▶ [ABOUT THIS EXERCISE]: Read through the listing, and wherever a line holds the word "ShortcutMap", return it.

▶ [TASK DATA]:
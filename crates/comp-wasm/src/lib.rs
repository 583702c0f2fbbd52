//! WASM bridge for Composition: exposes the tree editor to JavaScript.
//!
//! Compiled via `wasm-pack build --target web`. The page renders the tree
//! and the property form; every gesture comes back through
//! `CompositionCanvas`, which persists to `localStorage`.

mod storage;

use comp_core::id::NodeId;
use comp_core::model::PropValue;
use comp_core::registry::{
    ComponentCategory, ComponentRegistry, StaticRegistry, builtin_registry,
};
use comp_core::snapshot;
use comp_editor::engine::{EditCommand, EditError, EditOutcome, Editor};
use comp_editor::shortcuts::{ShortcutAction, ShortcutMap};
use comp_editor::EditorConfig;
use wasm_bindgen::prelude::*;

pub use storage::LocalStorage;

/// The main WASM-facing editor controller.
///
/// Holds the editor engine over the built-in registry. All interaction
/// from the page goes through this struct.
#[wasm_bindgen]
pub struct CompositionCanvas {
    editor: Editor<StaticRegistry, LocalStorage>,
}

#[wasm_bindgen]
impl CompositionCanvas {
    /// Load the saved tree. `config_json` may override any
    /// `EditorConfig` field; malformed config falls back to defaults.
    #[wasm_bindgen(constructor)]
    pub fn new(config_json: Option<String>) -> Self {
        console_error_panic_hook_setup();

        let config = parse_config(config_json.as_deref());
        let storage = LocalStorage::new(config.storage_key.clone());
        Self {
            editor: Editor::load(builtin_registry(), storage, config),
        }
    }

    // ─── Selection ───────────────────────────────────────────────────────

    /// Restore the selection from `location.search`.
    pub fn restore_selection(&mut self, query: &str) {
        self.editor.restore_selection(query);
    }

    /// The selection as a query fragment, e.g. `selected=Button_0%2CText_1`.
    pub fn selection_query(&self) -> String {
        self.editor.selection_query()
    }

    /// Pointer click on a node, or on empty canvas when `node_id` is
    /// empty. Shift or ⌘ adds to the selection.
    /// Returns `true` if the selection changed.
    pub fn click(&mut self, node_id: &str, shift: bool, meta: bool) -> bool {
        let hit = (!node_id.is_empty()).then(|| NodeId::intern(node_id));
        self.apply(EditCommand::Click {
            hit,
            additive: shift || meta,
        })
    }

    /// Select a single node (e.g. from the component browser).
    /// Returns `true` if the node exists.
    pub fn select_by_id(&mut self, node_id: &str) -> bool {
        let id = NodeId::intern(node_id);
        if !self.editor.tree().contains(id) {
            return false;
        }
        self.apply(EditCommand::Select(id));
        true
    }

    /// Get all selected node IDs as a JSON array.
    pub fn get_selected_ids(&self) -> String {
        let ids: Vec<&str> = self
            .editor
            .selection()
            .current()
            .iter()
            .map(|id| id.as_str())
            .collect();
        serde_json::to_string(&ids).unwrap_or_else(|_| "[]".to_string())
    }

    // ─── Composition ─────────────────────────────────────────────────────

    /// Add a component next to / inside the selection. Returns `true` if
    /// the tree changed.
    pub fn add_component(&mut self, component_type: &str) -> bool {
        self.apply(EditCommand::AddComponent {
            component_type: component_type.to_string(),
        })
    }

    pub fn group_selected(&mut self) -> bool {
        self.apply(EditCommand::GroupSelected)
    }

    pub fn ungroup_selected(&mut self) -> bool {
        self.apply(EditCommand::UngroupSelected)
    }

    pub fn delete_selected(&mut self) -> bool {
        self.apply(EditCommand::DeleteSelected)
    }

    /// Switch a layout container between layout types (props reset).
    pub fn change_layout_type(&mut self, node_id: &str, component_type: &str) -> bool {
        self.apply(EditCommand::ChangeLayoutType {
            id: NodeId::intern(node_id),
            component_type: component_type.to_string(),
        })
    }

    // ─── Keyboard Shortcut API ───────────────────────────────────────────

    /// Handle a keyboard event. Returns a JSON string:
    /// `{"changed":bool, "action":"<action_name>"}`
    pub fn handle_key(
        &mut self,
        key: &str,
        ctrl: bool,
        shift: bool,
        alt: bool,
        meta: bool,
    ) -> String {
        let Some(action) = ShortcutMap::resolve(key, ctrl, shift, alt, meta) else {
            return key_result_json(None, false);
        };
        let changed = outcome_changed(self.editor.handle_action(action));
        key_result_json(Some(action), changed)
    }

    // ─── Tree & properties ───────────────────────────────────────────────

    /// The whole tree in its stored JSON form.
    pub fn get_tree_json(&self) -> String {
        snapshot::to_json(self.editor.tree()).unwrap_or_else(|_| "{}".to_string())
    }

    /// A node's props as the form should show them (defaults filled in).
    /// Returns `{}` for unknown nodes.
    pub fn get_props_json(&self, node_id: &str) -> String {
        self.editor
            .resolved_props(NodeId::intern(node_id))
            .and_then(|props| serde_json::to_string(&props).ok())
            .unwrap_or_else(|| "{}".to_string())
    }

    /// Set a property from its JSON encoding; `null` clears it.
    /// Returns `true` if the tree changed.
    pub fn set_prop_json(&mut self, node_id: &str, key: &str, value_json: &str) -> bool {
        match parse_prop_json(value_json) {
            Ok(value) => self.set_prop_value(node_id, key, value),
            Err(e) => {
                log::debug!("ignoring malformed value for `{key}`: {e}");
                false
            }
        }
    }

    /// Set a property from a native JS value; `null` / `undefined` clears it.
    pub fn set_prop(&mut self, node_id: &str, key: &str, value: JsValue) -> bool {
        if value.is_null() || value.is_undefined() {
            return self.set_prop_value(node_id, key, None);
        }
        match js_to_prop(&value) {
            Some(prop) => self.set_prop_value(node_id, key, Some(prop)),
            None => false,
        }
    }

    /// The property schema of a component type, or `null`.
    pub fn get_schema_json(&self, component_type: &str) -> String {
        self.editor
            .registry()
            .schema(component_type)
            .and_then(|schema| serde_json::to_string(schema).ok())
            .unwrap_or_else(|| "null".to_string())
    }
}

impl CompositionCanvas {
    fn apply(&mut self, command: EditCommand) -> bool {
        outcome_changed(self.editor.apply(command))
    }

    fn set_prop_value(&mut self, node_id: &str, key: &str, value: Option<PropValue>) -> bool {
        outcome_changed(
            self.editor
                .set_property(NodeId::intern(node_id), key, value),
        )
    }
}

// ─── Standalone functions (no canvas needed) ─────────────────────────────

/// The add-component menu: `{"primitives":[..],"layouts":[..],"library":[..]}`.
#[wasm_bindgen]
pub fn component_types_json() -> String {
    component_menu(&builtin_registry()).to_string()
}

/// Check a stored tree. Returns JSON: `{"ok":true}` or `{"ok":false,"error":"..."}`.
#[wasm_bindgen]
pub fn validate_snapshot(json: &str) -> String {
    match snapshot::from_json(json) {
        Ok(_) => serde_json::json!({ "ok": true }).to_string(),
        Err(e) => serde_json::json!({ "ok": false, "error": e.to_string() }).to_string(),
    }
}

// ─── Helpers ─────────────────────────────────────────────────────────────

fn parse_config(json: Option<&str>) -> EditorConfig {
    match json.map(serde_json::from_str::<EditorConfig>) {
        Some(Ok(config)) => config,
        Some(Err(e)) => {
            log::warn!("bad editor config, using defaults: {e}");
            EditorConfig::default()
        }
        None => EditorConfig::default(),
    }
}

/// Errors never cross into JS; a refused edit simply did nothing.
fn outcome_changed(result: Result<EditOutcome, EditError>) -> bool {
    match result {
        Ok(outcome) => outcome.changed(),
        Err(e) => {
            log::debug!("edit refused: {e}");
            false
        }
    }
}

fn key_result_json(action: Option<ShortcutAction>, changed: bool) -> String {
    let name = action.map_or("none", ShortcutAction::name);
    serde_json::json!({ "changed": changed, "action": name }).to_string()
}

fn parse_prop_json(json: &str) -> Result<Option<PropValue>, serde_json::Error> {
    serde_json::from_str(json)
}

fn js_to_prop(value: &JsValue) -> Option<PropValue> {
    if let Some(b) = value.as_bool() {
        return Some(PropValue::Bool(b));
    }
    if let Some(n) = value.as_f64() {
        return Some(PropValue::Number(n));
    }
    if let Some(s) = value.as_string() {
        return Some(PropValue::String(s));
    }
    if js_sys::Array::is_array(value) {
        let items = js_sys::Array::from(value)
            .iter()
            .map(|item| item.as_string())
            .collect::<Option<Vec<_>>>()?;
        return Some(PropValue::StringArray(items));
    }
    None
}

fn component_menu(registry: &StaticRegistry) -> serde_json::Value {
    serde_json::json!({
        "primitives": registry.types_in(ComponentCategory::Primitive),
        "layouts": registry.types_in(ComponentCategory::Layout),
        "library": registry.types_in(ComponentCategory::Library),
    })
}

// ─── Panic hook for WASM debugging ───────────────────────────────────────

fn console_error_panic_hook_setup() {
    #[cfg(target_arch = "wasm32")]
    {
        use std::sync::Once;
        static SET_HOOK: Once = Once::new();
        SET_HOOK.call_once(|| {
            std::panic::set_hook(Box::new(|info| {
                let msg = format!("Composition WASM panic: {info}");
                web_sys::console::error_1(&msg.into());
            }));
        });
    }
}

▶ [COMPLETED EXERCISE]:
use comp_editor::shortcuts::{ShortcutAction, ShortcutMap};
        let Some(action) = ShortcutMap::resolve(key, ctrl, shift, alt, meta) else {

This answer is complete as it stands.